MARTA GOMES Fé na gente

Reprodução/Internet

Fé na gente

  • Marta Gomes

“Pois seja o que vier | Venha o que vier | Qualquer dia, amigo, eu volto a te encontrar | Qualquer dia, amigo, a gente vai se encontrar” (Fernando Brant-Milton Nascimento)

Há alguns anos costumo abençoar a semana de todos que estão próximos a mim. Começou pelos filhos e hoje estendo essa bênção a todos com quem tenho relacionamento, seja na família ou entre amigos. É importante entender que uma bênção não tem nada a ver com religião. A benção é o ato de estender seu pensamento ao outro com boas energias, amor, positividade e sentimento de proteção.

Ter uma religião, a meu ver, torna a vida mais leve, mais fluida, embora religião seja um tema sempre controverso. Por isso, prefiro respeitar firmemente a filosofia e o modo de ser que cada um escolhe para viver, a opção religiosa incluída.

Refletir sobre relacionamentos é algo que sempre me interessa muito, e li com alegria e surpresa algo a respeito de uma palestra apresentada no início do mês no South by Southwest. Mais conhecido como SXSW, é um evento anual multidisciplinar realizado em Austin, Texas, Estados Unidos, que engloba mídia interativa, cinema, música e tecnologia.
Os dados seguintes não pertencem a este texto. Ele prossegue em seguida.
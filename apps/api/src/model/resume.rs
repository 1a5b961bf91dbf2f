use std::fmt;
use std::str::FromStr;

use serde::{Deserialize, Serialize};
use serde_json::Value;

use super::{nullable, value_kind, Education, Experience, Project, SkillGroup};
use crate::error::{ResumeError, Result};

// ────────────────────────────────────────────────────────────────────────────
// Resume
// ────────────────────────────────────────────────────────────────────────────

/// The root document. Field order here is the persisted order.
///
/// Every sequence is in rendering order; no operation reorders it.
#[derive(Debug, Clone, Default, PartialEq, Eq, Serialize, Deserialize)]
#[serde(default)]
pub struct Resume {
    #[serde(deserialize_with = "nullable")]
    pub name: String,
    #[serde(deserialize_with = "nullable")]
    pub subtitle: String,
    /// May contain `\n` line breaks; the renderer turns them into `<br>`.
    #[serde(skip_serializing_if = "Option::is_none")]
    pub summary: Option<String>,
    #[serde(deserialize_with = "nullable")]
    pub contact: Contact,
    #[serde(deserialize_with = "nullable")]
    pub experience: Vec<Experience>,
    #[serde(deserialize_with = "nullable")]
    pub projects: Vec<Project>,
    #[serde(deserialize_with = "nullable")]
    pub education: Vec<Education>,
    #[serde(deserialize_with = "nullable")]
    pub skills: Vec<SkillGroup>,
    #[serde(deserialize_with = "nullable")]
    pub achievements: Vec<String>,
}

/// Sidebar contact channels. No format is enforced here.
#[derive(Debug, Clone, Default, PartialEq, Eq, Serialize, Deserialize)]
#[serde(default)]
pub struct Contact {
    #[serde(skip_serializing_if = "Option::is_none")]
    pub website: Option<String>,
    #[serde(skip_serializing_if = "Option::is_none")]
    pub email: Option<String>,
    #[serde(skip_serializing_if = "Option::is_none")]
    pub phone: Option<String>,
}
//! Resume → single self-contained HTML document.
//!
//! Layout is fixed: a primary column (title header, Experience, Projects,
//! Education) and a sidebar (Contact, Skills, Achievements, attribution).
//! A section whose sequence is empty is left out entirely. Text is escaped
//! at the leaf as it is written; the document is never escaped as a whole.
//!
//! Rendering is total over the data model: there is no error path.

mod sections;
mod stylesheet;

use tracing::debug;

use crate::escape::escape_into;
use crate::model::Resume;

pub use stylesheet::STYLESHEET;

/// Static line at the bottom of the sidebar.
pub const ATTRIBUTION: &str = "Built with Resume Builder";

/// Blocks scripts, plugins and every remote fetch; only the embedded
/// stylesheet and inline data images are allowed.
const CONTENT_SECURITY_POLICY: &str =
    "default-src 'none'; style-src 'unsafe-inline'; img-src data:; base-uri 'none'; form-action 'none'";

/// Renders `resume` to a complete HTML document. Same input, same bytes.
pub fn render(resume: &Resume) -> String {
    let mut out = String::with_capacity(STYLESHEET.len() + 8 * 1024);

    out.push_str("<!DOCTYPE html>\n<html lang=\"en\">\n<head>\n<meta charset=\"utf-8\">\n");
    out.push_str("<meta http-equiv=\"Content-Security-Policy\" content=\"");
    out.push_str(CONTENT_SECURITY_POLICY);
    out.push_str("\">\n<title>");
    if resume.name.trim().is_empty() {
        out.push_str("Resume");
    } else {
        escape_into(&mut out, &resume.name);
        out.push_str(" Resume");
    }
    out.push_str("</title>\n<style>\n");
    out.push_str(STYLESHEET);
    out.push_str("</style>\n</head>\n<body lang=\"en\">\n");

    primary_region(&mut out, resume);
    secondary_region(&mut out, resume);

    out.push_str("</body>\n</html>\n");

    debug!(
        bytes = out.len(),
        experience = resume.experience.len(),
        projects = resume.projects.len(),
        education = resume.education.len(),
        "rendered resume"
    );
    out
}

fn primary_region(out: &mut String, resume: &Resume) {
    out.push_str("<section id=\"main\">\n");
    sections::header(out, &resume.name, &resume.subtitle, resume.summary.as_deref());

    if !resume.experience.is_empty() {
        sections::open_block(out, "experience", "Experience", false);
        for exp in &resume.experience {
            sections::experience(out, exp);
        }
        sections::close_block(out);
    }

    if !resume.projects.is_empty() {
        sections::open_block(out, "projects", "Projects", false);
        for proj in &resume.projects {
            sections::project(out, proj);
        }
        sections::close_block(out);
    }

    if !resume.education.is_empty() {
        sections::open_block(out, "education", "Education &amp; Certifications", true);
        for edu in &resume.education {
            sections::education(out, edu);
        }
        sections::close_block(out);
    }

    out.push_str("</section>\n");
}

fn secondary_region(out: &mut String, resume: &Resume) {
    out.push_str("<aside id=\"sidebar\">\n");

    if !resume.contact.is_empty() {
        sections::contact(out, &resume.contact);
    }

    if !resume.skills.is_empty() {
        out.push_str("<div class=\"side-block\" id=\"skills\">\n<h1>Skills</h1>\n");
        for group in &resume.skills {
            sections::skill_group(out, group);
        }
        out.push_str("</div>\n");
    }

    if !resume.achievements.is_empty() {
        sections::achievements(out, &resume.achievements);
    }

    out.push_str("<div class=\"side-block\" id=\"disclaimer\">");
    out.push_str(ATTRIBUTION);
    out.push_str("</div>\n</aside>\n");
}
//! Embedded print stylesheet for the two-column letter layout.
//!
//! Main column 6.4in, sidebar takes the rest of an 8.5in × 11in page.
//! System fonts only; the document must display offline.

pub const STYLESHEET: &str = r#"@page { size: letter portrait; margin: 0; }
* { box-sizing: border-box; }
:root {
  --page-width: 8.5in;
  --page-height: 11in;
  --main-width: 6.4in;
  --sidebar-width: calc(var(--page-width) - var(--main-width));
  --decorator-horizontal-margin: 0.2in;
  --sidebar-horizontal-padding: 0.2in;
  --decorator-outer-offset-top: 10px;
  --decorator-outer-offset-left: -5.5px;
  --decorator-border-width: 1px;
  --decorator-outer-dim: 9px;
  --decorator-border: 1px solid #ccc;
  --row-blocks-padding-top: 5pt;
  --date-block-width: 0.6in;
}
html { line-height: 1.15; -webkit-text-size-adjust: 100%; }
body {
  width: var(--page-width);
  height: var(--page-height);
  margin: 0;
  font-family: "Open Sans", "Helvetica Neue", Arial, sans-serif;
  font-weight: 300;
  line-height: 1.3;
  color: #444;
  hyphens: auto;
}
h1, h2, h3 { margin: 0; color: #000; }
li { list-style-type: none; }
a { color: inherit; background-color: transparent; }
#main {
  float: left;
  width: var(--main-width);
  padding: 0.25in 0.25in 0 0.25in;
  font-size: 7pt;
}
#sidebar {
  float: right;
  position: relative;
  width: var(--sidebar-width);
  height: 100%;
  padding: 0.6in var(--sidebar-horizontal-padding);
  background-color: #f2f2f2;
  font-size: 8.5pt;
}
#title, h1, h2 { text-transform: uppercase; }
#title {
  position: relative;
  left: 0.55in;
  margin-bottom: 0.3in;
  line-height: 1.2;
}
#title h1 { font-weight: 300; font-size: 18pt; line-height: 1.5; }
.subtitle { font-size: 8pt; }
.summary {
  margin: 0.08in 0 0 0;
  max-width: 5in;
  font-size: 7.5pt;
  text-transform: none;
}
.main-block { margin-top: 0.1in; }
#main h2 {
  position: relative;
  top: var(--row-blocks-padding-top);
  left: calc(var(--date-block-width) + var(--decorator-horizontal-margin));
  font-weight: 400;
  font-size: 11pt;
  color: #555;
}
#main h2::after {
  height: calc(var(--row-blocks-padding-top) * 2);
  position: relative;
  top: calc(-1 * var(--row-blocks-padding-top));
  left: calc(-1 * var(--decorator-horizontal-margin));
  display: block;
  border-left: var(--decorator-border);
  z-index: 0;
  line-height: 0;
  font-size: 0;
  content: " ";
}
.blocks { display: flex; flex-flow: row nowrap; }
.blocks > div { padding-top: var(--row-blocks-padding-top); }
.date {
  flex: 0 0 var(--date-block-width);
  padding-top: calc(var(--row-blocks-padding-top) + 2.5pt);
  padding-right: var(--decorator-horizontal-margin);
  font-size: 7pt;
  text-align: right;
  line-height: 1;
}
.date span { display: block; }
.date span:nth-child(2)::before {
  position: relative;
  top: 1pt;
  right: 5.5pt;
  display: block;
  height: 10pt;
  content: "|";
}
.decorator {
  flex: 0 0 0;
  position: relative;
  width: 2pt;
  min-height: 100%;
  border-left: var(--decorator-border);
}
.decorator::before {
  position: absolute;
  top: var(--decorator-outer-offset-top);
  left: var(--decorator-outer-offset-left);
  content: " ";
  display: block;
  width: var(--decorator-outer-dim);
  height: var(--decorator-outer-dim);
  border-radius: calc(var(--decorator-outer-dim) / 2);
  background-color: #fff;
}
.decorator::after {
  position: absolute;
  top: calc(var(--decorator-outer-offset-top) + var(--decorator-border-width));
  left: calc(var(--decorator-outer-offset-left) + var(--decorator-border-width));
  content: " ";
  display: block;
  width: calc(var(--decorator-outer-dim) - (var(--decorator-border-width) * 2));
  height: calc(var(--decorator-outer-dim) - (var(--decorator-border-width) * 2));
  border-radius: calc((var(--decorator-outer-dim) - (var(--decorator-border-width) * 2)) / 2);
  background-color: #555;
}
.blocks:last-child .decorator { margin-bottom: 0.25in; }
.details {
  flex: 1 0 0;
  padding-left: var(--decorator-horizontal-margin);
  padding-top: calc(var(--row-blocks-padding-top) - 0.5pt);
}
.details header { color: #000; }
.details h3 { font-size: 9pt; }
.main-block:not(.concise) .details div { margin: 0.18in 0 0.1in 0; }
.main-block:not(.concise) .blocks:last-child .details div { margin-bottom: 0; }
.main-block.concise .details div { padding: 0.05in 0 0.07in 0; }
.details .place { float: left; font-size: 7.5pt; }
.details .location { float: right; }
.details div { clear: both; }
#main ul { padding-left: 0.07in; margin: 0.08in 0; }
#main li { margin: 0 0 0.025in 0; }
#main li::before { position: relative; margin-left: -4.25pt; content: "\2022  "; }
#sidebar h1 { font-weight: 400; font-size: 11pt; }
.side-block { margin-top: 0.5in; }
#contact ul {
  margin-top: 0.05in;
  padding-left: 0;
  font-family: "Source Code Pro", Menlo, Consolas, monospace;
  font-weight: 400;
  line-height: 1.75;
  overflow-wrap: anywhere;
}
#skills { line-height: 1.5; }
#skills ul { margin: 0.05in 0 0.15in; padding: 0; }
#achievements ul { margin: 0.05in 0 0; padding: 0; line-height: 1.4; }
#achievements li { margin-bottom: 0.04in; }
#disclaimer {
  position: absolute;
  bottom: var(--sidebar-horizontal-padding);
  right: var(--sidebar-horizontal-padding);
  font-size: 7.5pt;
  font-style: italic;
  line-height: 1.1;
  text-align: right;
  color: #777;
}
"#;
//! Resume data model and rendering engine.
//!
//! Build or load a [`Resume`], persist it with [`write`] / [`read`], turn it
//! into a self-contained print document with [`render`], or condense it with
//! [`summarize`]. Everything here is pure and synchronous; callers own any
//! I/O and any shared editing state.

pub mod error;
pub mod escape;
pub mod model;
pub mod preview;
pub mod render;
pub mod serializer;
pub mod validation;

pub use error::{Result, ResumeError};
pub use model::{Contact, Education, Entry, Experience, Project, Resume, Section, SkillGroup};
pub use preview::{preview, summarize, PreviewSummary};
pub use render::render;
pub use serializer::{read, write};
use axum::{extract::State, Json};
use serde_json::{json, Value};

use crate::state::AppState;

/// GET /health
/// Returns a simple status object with service version and live session count.
pub async fn health_handler(State(state): State<AppState>) -> Json<Value> {
    let sessions = state.sessions.len().await;
    Json(json!({
        "status": "ok",
        "version": env!("CARGO_PKG_VERSION"),
        "service": "resume-builder",
        "sessions": sessions
    }))
}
A palestra tratou da importância de as pessoas terem relacionamentos em suas vidas. É um ponto de reflexão importante, ainda mais se levarmos em conta o afastamento social causado pela pandemia, que deixou um rastro de pessoas solitárias, principalmente os mais jovens, criando um novo cenário que está demorando a voltar para a normalidade.

É nítido que o isolamento social deixou em seu rastro uma marca nova e preocupante: a dificuldade enorme que muita gente tem enfrentado para travar novas conversas, se inserir em novos grupos, se relacionar com os colegas de trabalho e superar travas emocionais no campo afetivo. Talvez a grande desvantagem do home office seja o afastamento das pessoas, que, antes da pandemia, desfrutavam de ambientes favoráveis à criação de novas amizades e até relacionamentos amorosos, tinham a interação social como elemento relevante do cotidiano. Sem contar a facilidade para trocar ideias e potencializar processos criativos nas atividades profissionais.

Vejo crianças e jovens travando relacionamentos avançados para os mais diversos fins com Alexa, Siri, Google, ChatGPT e outras inteligências artificiais. Admito que também utilizo essas ferramentas quando tenho dúvidas ortográficas, geográficas, históricas, científicas ou preciso de uma receita ou dica de como preparar aquele bolo de chocolate sempre bem-vindo. Mas estou longe de sentir que esse seja realmente um relacionamento. Aliás, é algo muito distante disso.

A IA é uma tecnologia que veio para ficar, para facilitar nossa vida e para agregar valor ao nosso trabalho. É indiscutível. Mas, atenção: a IA não tem alma! Ela é uma máquina que opera como seu carro, seu computador, seu smartphone, sua máquina de lavar. Pode ter inúmeros botões com novas soluções incríveis e luzes que fazem você ligar o painel mesmo sem necessidade. Mas, numa análise pragmática, não deverá ir muito além disso: uma ferramenta auxiliar à inteligência humana.

Trocar expressões vivas da convivência humana como um abraço apertado, uma conversa demorada e um passeio no parque pela “companhia” de uma IA – normalmente em ambientes solitários – pode ser perversamente perigoso.

Ter amigos sempre foi e sempre será a melhor maneira de enxergar o mundo e viver bem nele. As pessoas são o espelho do universo em que vivemos. Só elas são capazes de promover a experiência dos afetos. Só elas nos ensinam com exemplos de vida, nos apoiam quando enfrentamos problemas ou precisamos tomar decisões importantes, nos ajudam a rir nos encontros, chorar nas despedidas, superar os traumas e partilhar um bom almoço de domingo em família ou ampliado aos amigos. Só pessoas conseguem alcançar essas vivências e parece improvável que sejam assumidas pelas tecnologias; dificilmente deixarão de ser exclusividade da natureza humana.

Quanto à benção, é uma maneira de dizer silenciosamente ao seu próximo que ele é importante para você. E que deseja a ele tudo de bom que também almeja. A benção vem da alma e nenhuma IA será capaz de abençoar seu dia, sua semana, sua vida. Bênção continuará sendo uma questão de fé. Nada mais humano. Tenhamos fé na gente.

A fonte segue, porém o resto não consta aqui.